霧雨が降るある日の午後。ミーティングルームで歌の準備をするウィッチーズ。
マイクをセットし、その他音響設備も準備完了。美緒が隊員に位置を指示する。
「さて、まずエイラとサーニャはピアノの所へ。宮藤は私と一緒だ。サーニャ達の横に位置を取るぞ」
「了解」
ミーティングルームの階段を眺め、隊員に指さす。
「シャーリーとルッキーニは階段の上。その中段には、ミーナとバルクホルン、ハルトマン。
あとリーネとペリーヌ、宮藤はその下だ。良いな」
「は~い」
「よし、全員揃ったな」
辺りを見回し、頷いた。
「うむ。問題なし。ちゃんと十二人全員居るな」
「はい」
全員の声。
「……ん?」
「あれ?」
「ちょっと待った」
「一人多くないか?」
「え?」
「誰でしょうね? 坂本さん」
「イヤですよ、怪談じゃあるまいし。

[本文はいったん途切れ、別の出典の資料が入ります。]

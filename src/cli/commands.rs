use crate::cli::app::{
    self, AppError, BundleOptions, Destination, EXIT_PARTIAL, GlobalOptions, Session, VERSION,
};
use crate::core::selector::is_modifier;
use crate::domain::models::CancelFlag;
use crate::infra::logger::setup_logger;
use crate::infra::output::{FileCounter, OutputTarget, SystemClock, output_dir};
use anyhow::anyhow;
use clap::{Args, Parser, Subcommand};
use crossterm::{
    ExecutableCommand,
    style::{Color, ResetColor, SetForegroundColor},
};
use log::{debug, info};
use std::io::{self, IsTerminal, Write};
use std::path::PathBuf;
use std::process::ExitCode;

#[derive(Parser)]
#[command(name = "snip", version)]
#[command(about = "Deterministic, budgeted markdown snapshots of a repository", long_about = None)]
pub struct Cli {
    #[command(subcommand)]
    pub command: Commands,

    /// Config file (default: .snip.yaml in the working directory)
    #[arg(long, global = true, env = "SNIP_CONFIG")]
    pub config: Option<PathBuf>,

    /// Repository root, overriding the configured one
    #[arg(long, global = true)]
    pub root: Option<PathBuf>,

    #[arg(short, long, global = true, action = clap::ArgAction::Count)]
    pub verbose: u8,
}

#[derive(Subcommand)]
pub enum Commands {
    /// Build a bundle: `snip run [profile] [+slice|-slice ...]`
    Run(RunArgs),
    /// Dry run: list what a bundle would contain
    Ls(LsArgs),
    /// Show how one path is classified and which slices claim it
    Explain(ExplainArgs),
    /// Print the effective configuration and environment
    Doctor(DoctorArgs),
    /// Print the version
    Version,
}

#[derive(Args, Debug, Default)]
pub struct RunArgs {
    /// Output path; `-` writes to stdout
    #[arg(short, long)]
    pub out: Option<PathBuf>,

    #[arg(long, conflicts_with = "clipboard")]
    pub stdout: bool,

    #[arg(long)]
    pub clipboard: bool,

    #[arg(long)]
    pub max_chars: Option<usize>,

    #[arg(long, default_value = "md")]
    pub format: String,

    #[arg(long)]
    pub no_tree: bool,

    #[arg(long)]
    pub no_manifest: bool,

    #[arg(long)]
    pub tree_depth: Option<usize>,

    #[arg(long)]
    pub include_hidden: bool,

    /// Do not print the output path
    #[arg(short, long)]
    pub quiet: bool,

    /// Optional profile, then slice modifiers
    #[arg(allow_hyphen_values = true)]
    pub args: Vec<String>,
}

#[derive(Args, Debug, Default)]
pub struct LsArgs {
    #[arg(long)]
    pub max_chars: Option<usize>,

    #[arg(long)]
    pub include_hidden: bool,

    #[arg(allow_hyphen_values = true)]
    pub args: Vec<String>,
}

#[derive(Args, Debug, Default)]
pub struct ExplainArgs {
    pub path: String,

    #[arg(long)]
    pub profile: Option<String>,

    #[arg(long)]
    pub include_hidden: bool,

    #[arg(allow_hyphen_values = true)]
    pub modifiers: Vec<String>,
}

#[derive(Args, Debug, Default)]
pub struct DoctorArgs {
    #[arg(long)]
    pub profile: Option<String>,

    #[arg(long)]
    pub include_hidden: bool,

    #[arg(allow_hyphen_values = true)]
    pub modifiers: Vec<String>,
}

/// Leading positional is the profile unless it is a `+`/`-` modifier.
pub fn split_profile(args: &[String]) -> (Option<String>, Vec<String>) {
    match args.split_first() {
        Some((first, rest)) if !is_modifier(first) => (Some(first.clone()), rest.to_vec()),
        _ => (None, args.to_vec()),
    }
}

pub fn run() -> Result<ExitCode, AppError> {
    let cli = Cli::parse();

    setup_logger(cli.verbose).map_err(|e| AppError::Io(e.into()))?;

    let global = GlobalOptions {
        config: cli.config.clone(),
        root: cli.root.clone(),
    };
    let cancel = CancelFlag::new();

    match cli.command {
        Commands::Run(args) => {
            info!("Starting run command");
            debug!("Run arguments: {:?}", args);
            run_command(&global, &args, &cancel)
        }
        Commands::Ls(args) => {
            info!("Starting ls command");
            let (profile, modifiers) = split_profile(&args.args);
            let session = Session::open(&global, profile.as_deref(), &modifiers)?;
            let opts = BundleOptions {
                max_chars: args.max_chars,
                include_hidden: args.include_hidden,
                ..BundleOptions::default()
            };
            let (text, partial) = app::list(&session, &opts, cli.verbose > 0, &SystemClock, &cancel)?;
            print_text(&text)?;
            Ok(exit_for(partial))
        }
        Commands::Explain(args) => {
            info!("Starting explain command for {}", args.path);
            let session = Session::open(&global, args.profile.as_deref(), &args.modifiers)?;
            print_text(&app::explain(&session, &args.path, args.include_hidden)?)?;
            Ok(ExitCode::SUCCESS)
        }
        Commands::Doctor(args) => {
            info!("Starting doctor command");
            let session = Session::open(&global, args.profile.as_deref(), &args.modifiers)?;
            print_text(&app::doctor(&session, args.include_hidden)?)?;
            Ok(ExitCode::SUCCESS)
        }
        Commands::Version => {
            print_text(&format!("snip {}\n", VERSION))?;
            Ok(ExitCode::SUCCESS)
        }
    }
}

fn run_command(global: &GlobalOptions, args: &RunArgs, cancel: &CancelFlag) -> Result<ExitCode, AppError> {
    if args.format != "md" {
        return Err(AppError::Usage(anyhow!(
            "unsupported format {:?} (only \"md\" is available)",
            args.format
        )));
    }

    let (profile, modifiers) = split_profile(&args.args);
    let session = Session::open(global, profile.as_deref(), &modifiers)?;
    let destination = destination_for(args, session.cfg.output.stdout_default);
    let opts = BundleOptions {
        max_chars: args.max_chars,
        include_hidden: args.include_hidden,
        no_tree: args.no_tree,
        no_manifest: args.no_manifest,
        tree_depth: args.tree_depth,
    };

    let mut counter = FileCounter::new(output_dir(&session.root, &session.cfg.output));
    let result = app::run_bundle(
        &session,
        &opts,
        &destination,
        &SystemClock,
        &mut counter,
        cancel,
    )?;

    if !args.quiet && !matches!(destination, Destination::Explicit(OutputTarget::Stdout)) {
        report_written(&result.output, result.partial).map_err(|e| AppError::Io(e.into()))?;
    }
    Ok(exit_for(result.partial))
}

pub fn destination_for(args: &RunArgs, stdout_default: bool) -> Destination {
    if args.clipboard {
        return Destination::Explicit(OutputTarget::Clipboard);
    }
    match &args.out {
        Some(path) if path.as_os_str() == "-" => Destination::Explicit(OutputTarget::Stdout),
        Some(path) => Destination::Explicit(OutputTarget::File(path.clone())),
        None if args.stdout || stdout_default => Destination::Explicit(OutputTarget::Stdout),
        None => Destination::Default,
    }
}

fn exit_for(partial: bool) -> ExitCode {
    if partial {
        ExitCode::from(EXIT_PARTIAL)
    } else {
        ExitCode::SUCCESS
    }
}

fn print_text(text: &str) -> Result<(), AppError> {
    let mut stdout = io::stdout().lock();
    stdout
        .write_all(text.as_bytes())
        .and_then(|_| stdout.flush())
        .map_err(|e| AppError::Io(e.into()))
}

fn report_written(output: &str, partial: bool) -> io::Result<()> {
    let mut stdout = io::stdout();
    let color = if partial { Color::Yellow } else { Color::Green };
    let tty = stdout.is_terminal();

    if tty {
        stdout.execute(SetForegroundColor(color))?;
    }
    write!(stdout, "{}", output)?;
    if partial {
        write!(stdout, " (partial)")?;
    }
    if tty {
        stdout.execute(ResetColor)?;
    }
    writeln!(stdout)
}
use crate::core::plan::{FileLimits, drop_slice, retruncate};
use crate::domain::errors::{BudgetError, Cancelled, RenderError};
use crate::domain::models::{CancelFlag, Limits, Plan};
use log::{debug, info};
use std::collections::BTreeMap;

pub const HARD_CUT_MARKER: &str = "\n… [BUNDLE TRUNCATED: budget_exceeded]\n";

/// A plan together with the exact text it rendered to.
#[derive(Debug, Clone, PartialEq, Eq)]
pub struct Budgeted {
    pub plan: Plan,
    pub text: String,
}

pub fn char_count(text: &str) -> usize {
    text.chars().count()
}

/// The slice the ladder drops next: lowest priority among those still kept, name
/// ascending on ties. `None` once only one slice is left.
pub fn next_slice_to_drop(plan: &Plan, priorities: &BTreeMap<String, i32>) -> Option<String> {
    let kept = plan.kept_slices();
    if kept.len() <= 1 {
        return None;
    }
    kept.into_iter()
        .min_by(|a, b| {
            let pa = priorities.get(*a).copied().unwrap_or(0);
            let pb = priorities.get(*b).copied().unwrap_or(0);
            pa.cmp(&pb).then_with(|| a.cmp(b))
        })
        .map(str::to_string)
}

/// Per-file line limit for the tightening step.
pub fn tightened(limits: &Limits) -> FileLimits {
    FileLimits {
        max_lines: (limits.per_file_max_lines / 2).max(1),
        max_bytes: limits.per_file_max_bytes,
    }
}

/// Cuts rendered text to at most `max_chars` characters, marker included.
pub fn hard_cut(text: &str, max_chars: usize) -> String {
    let marker_chars = char_count(HARD_CUT_MARKER);
    if max_chars < marker_chars {
        return HARD_CUT_MARKER.chars().take(max_chars).collect();
    }

    let keep = max_chars - marker_chars;
    let mut out: String = text.chars().take(keep).collect();
    out.push_str(HARD_CUT_MARKER);
    out
}

/// Shrinks `plan` until `render` fits in `limits.max_chars` characters.
///
/// Ladder: drop the lowest-priority slice repeatedly (never the last one), then
/// halve the per-file line limit and re-read once, then hard-cut the text.
/// The renderer is called after every step; its failure aborts the run.
pub fn enforce_global_budget<F>(
    plan: Plan,
    limits: &Limits,
    priorities: &BTreeMap<String, i32>,
    cancel: &CancelFlag,
    render: F,
) -> Result<Budgeted, BudgetError>
where
    F: Fn(&Plan) -> Result<String, RenderError>,
{
    let max_chars = limits.max_chars;
    let fits = |text: &str| char_count(text) <= max_chars;
    let check_cancel = || {
        if cancel.is_cancelled() {
            Err(Cancelled)
        } else {
            Ok(())
        }
    };

    check_cancel()?;
    let text = render(&plan)?;
    if fits(&text) {
        debug!("Bundle fits budget: {} chars", char_count(&text));
        return Ok(Budgeted { plan, text });
    }
    info!(
        "Bundle is {} chars, over budget of {}",
        char_count(&text),
        max_chars
    );

    let mut current = plan;
    while let Some(slice) = next_slice_to_drop(&current, priorities) {
        check_cancel()?;
        current = drop_slice(&current, &slice);
        let text = render(&current)?;
        info!(
            "Dropped slice {}: bundle now {} chars",
            slice,
            char_count(&text)
        );
        if fits(&text) {
            return Ok(Budgeted {
                plan: current,
                text,
            });
        }
    }

    check_cancel()?;
    let tight = tightened(limits);
    current = retruncate(&current, tight, cancel)?;
    let text = render(&current)?;
    info!(
        "Tightened per-file lines to {}: bundle now {} chars",
        tight.max_lines,
        char_count(&text)
    );
    if fits(&text) {
        return Ok(Budgeted {
            plan: current,
            text,
        });
    }

    info!("Hard-cutting bundle to {} chars", max_chars);
    current.hard_cut = true;
    current.normalize();
    Ok(Budgeted {
        text: hard_cut(&text, max_chars),
        plan: current,
    })
}

#[cfg(test)]
mod tests {
    use super::*;
    use crate::domain::models::FileEntry;
    use std::fs;
    use std::path::Path;
    use tempfile::TempDir;

    fn entry(dir: &Path, rel: &str, content: &str, slice: &str, priority: i32) -> FileEntry {
        fs::write(dir.join(rel), content).unwrap();
        FileEntry {
            rel_path: rel.to_string(),
            abs_path: dir.join(rel),
            slices: vec![slice.to_string()],
            primary_slice: slice.to_string(),
            priority,
            original_lines: content.lines().count(),
            original_bytes: content.len() as u64,
            kept_lines: content.lines().count(),
            kept_bytes: content.len(),
            truncated: false,
            content: content.to_string(),
        }
    }

    fn render_contents(plan: &Plan) -> Result<String, RenderError> {
        Ok(plan.included.iter().map(|f| f.content.as_str()).collect())
    }

    fn priorities(pairs: &[(&str, i32)]) -> BTreeMap<String, i32> {
        pairs.iter().map(|(n, p)| (n.to_string(), *p)).collect()
    }

    fn limits(max_chars: usize) -> Limits {
        Limits {
            max_chars,
            per_file_max_lines: 100,
            per_file_max_bytes: 4096,
        }
    }

    fn two_slice_plan(dir: &Path) -> Plan {
        let mut plan = Plan::new("p", vec!["api".to_string(), "docs".to_string()]);
        plan.included = vec![
            entry(dir, "api.go", "0123456789\n", "api", 100),
            entry(dir, "docs.md", "abcdefghij\n", "docs", 1),
        ];
        plan.normalize();
        plan
    }

    #[test]
    fn test_fitting_plan_is_returned_unchanged() {
        let temp_dir = TempDir::new().unwrap();
        let plan = two_slice_plan(temp_dir.path());
        let prio = priorities(&[("api", 100), ("docs", 1)]);

        let out =
            enforce_global_budget(plan.clone(), &limits(1000), &prio, &CancelFlag::new(), render_contents)
                .unwrap();
        assert_eq!(out.plan, plan);
        assert_eq!(out.text, "0123456789\nabcdefghij\n");
    }

    #[test]
    fn test_low_priority_slice_dropped_first() {
        let temp_dir = TempDir::new().unwrap();
        let plan = two_slice_plan(temp_dir.path());
        let prio = priorities(&[("api", 100), ("docs", 1)]);

        let out =
            enforce_global_budget(plan, &limits(15), &prio, &CancelFlag::new(), render_contents)
                .unwrap();

        assert_eq!(out.plan.dropped_slices, vec!["docs"]);
        assert_eq!(out.plan.included.len(), 1);
        assert_eq!(out.plan.included[0].rel_path, "api.go");
        assert_eq!(out.plan.dropped[0].rel_path, "docs.md");
        assert!(out.plan.partial);
        assert!(!out.plan.hard_cut);
    }

    #[test]
    fn test_drop_order_ties_break_by_name() {
        let plan = Plan::new("p", vec!["b".into(), "a".into(), "top".into()]);
        let prio = priorities(&[("a", 5), ("b", 5), ("top", 50)]);
        assert_eq!(next_slice_to_drop(&plan, &prio).as_deref(), Some("a"));

        let mut plan = plan;
        plan.dropped_slices = vec!["a".into(), "b".into()];
        assert_eq!(next_slice_to_drop(&plan, &prio), None);
    }

    #[test]
    fn test_tightening_rereads_with_half_the_lines() {
        let temp_dir = TempDir::new().unwrap();
        let content: String = (0..10)
            .map(|i| format!("line {i:02} {}\n", "x".repeat(40)))
            .collect();
        let mut plan = Plan::new("p", vec!["api".to_string()]);
        plan.included = vec![entry(temp_dir.path(), "a.txt", &content, "api", 1)];
        plan.normalize();

        let limits = Limits {
            max_chars: 300,
            per_file_max_lines: 10,
            per_file_max_bytes: 4096,
        };
        let out = enforce_global_budget(
            plan,
            &limits,
            &priorities(&[("api", 1)]),
            &CancelFlag::new(),
            render_contents,
        )
        .unwrap();

        assert!(!out.plan.hard_cut);
        assert_eq!(out.plan.included[0].kept_lines, 5);
        assert!(out.plan.included[0].truncated);
        assert!(char_count(&out.text) <= 300);
    }

    #[test]
    fn test_hard_cut_when_nothing_else_fits() {
        let temp_dir = TempDir::new().unwrap();
        let mut plan = Plan::new("p", vec!["api".to_string()]);
        plan.included = vec![entry(temp_dir.path(), "a.txt", &"é".repeat(500), "api", 1)];
        plan.normalize();

        let out = enforce_global_budget(
            plan,
            &limits(100),
            &priorities(&[("api", 1)]),
            &CancelFlag::new(),
            render_contents,
        )
        .unwrap();

        assert!(out.plan.hard_cut);
        assert!(out.plan.partial);
        assert_eq!(char_count(&out.text), 100);
        assert!(out.text.ends_with(HARD_CUT_MARKER));
    }

    #[test]
    fn test_hard_cut_smaller_than_marker() {
        let out = hard_cut("whatever", 5);
        assert_eq!(char_count(&out), 5);
        assert_eq!(hard_cut("abc", 0), "");
    }

    #[test]
    fn test_render_failure_is_fatal() {
        let temp_dir = TempDir::new().unwrap();
        let plan = two_slice_plan(temp_dir.path());
        let err = enforce_global_budget(
            plan,
            &limits(1),
            &priorities(&[]),
            &CancelFlag::new(),
            |_| Err(RenderError::Other("boom".to_string())),
        )
        .unwrap_err();
        assert!(matches!(err, BudgetError::Render(_)));
    }

    #[test]
    fn test_cancelled_before_render() {
        let temp_dir = TempDir::new().unwrap();
        let plan = two_slice_plan(temp_dir.path());
        let cancel = CancelFlag::new();
        cancel.cancel();

        let err = enforce_global_budget(plan, &limits(1), &priorities(&[]), &cancel, render_contents)
            .unwrap_err();
        assert!(matches!(err, BudgetError::Cancelled(_)));
    }

    #[test]
    fn test_ladder_is_deterministic() {
        let temp_dir = TempDir::new().unwrap();
        let prio = priorities(&[("api", 100), ("docs", 1)]);
        let run = || {
            enforce_global_budget(
                two_slice_plan(temp_dir.path()),
                &limits(8),
                &prio,
                &CancelFlag::new(),
                render_contents,
            )
            .unwrap()
        };
        assert_eq!(run(), run());
    }
}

ねえ、坂本さん」
「お前だ、宮藤! 何故二人居る?」
全員の視線が、二人の芳佳に集中する。
「おワ? 何で二人?」
ぎょっとするエイラ。
「分裂した?」
「芳佳ちゃんが、ふたり……」
慌てるリーネ。
「どっちかお化けだったりして~」
忍び寄った“黒い悪魔”がリーネの背後で囁いた。
「……怖い!」
「心配しないで、リーネちゃん」
「大丈夫だよ、私がついてるよ、リーネちゃん」
左右から同時にステレオで聞こえる芳佳の声に、リーネはしゃがみ込んで頭を抱えた。
「何を脅かしてるんだ、エーリカ。宮藤が二人になっただけだろう」
「随分冷静ね、トゥルーデ」
ミーナが芳佳ふたりを一緒に腕で抱えるトゥルーデを見て言う。
「何せ妹が二人に増えたんだ。嬉しいじゃないか」
「そう言う問題かしら?」
「坂本さん、私どうすればいいんでしょう?」
「坂本さん、私どうすればいいんでしょう?」
「うっ……何か微妙に面倒だな……」
二人に迫られて困る美緒。
「どっちかは偽物?」
「影は二人とも有るから、化け物じゃあないね」
エーリカが二人の足元を見て言った。
「影の有無で分かるのか」
「吸血鬼は、影が無いとか言わなかったっけ?」
「さあ」
「芳佳ちゃんがバンパイア!?」
リーネはがくがくと震えた。
「ちょっとリーネさん、貴方大丈夫ですの?」
ペリーヌがリーネの顔を見た。
サーニャは試しにレーダー魔導針を出してみるが、区別が付かないと言った顔をしている。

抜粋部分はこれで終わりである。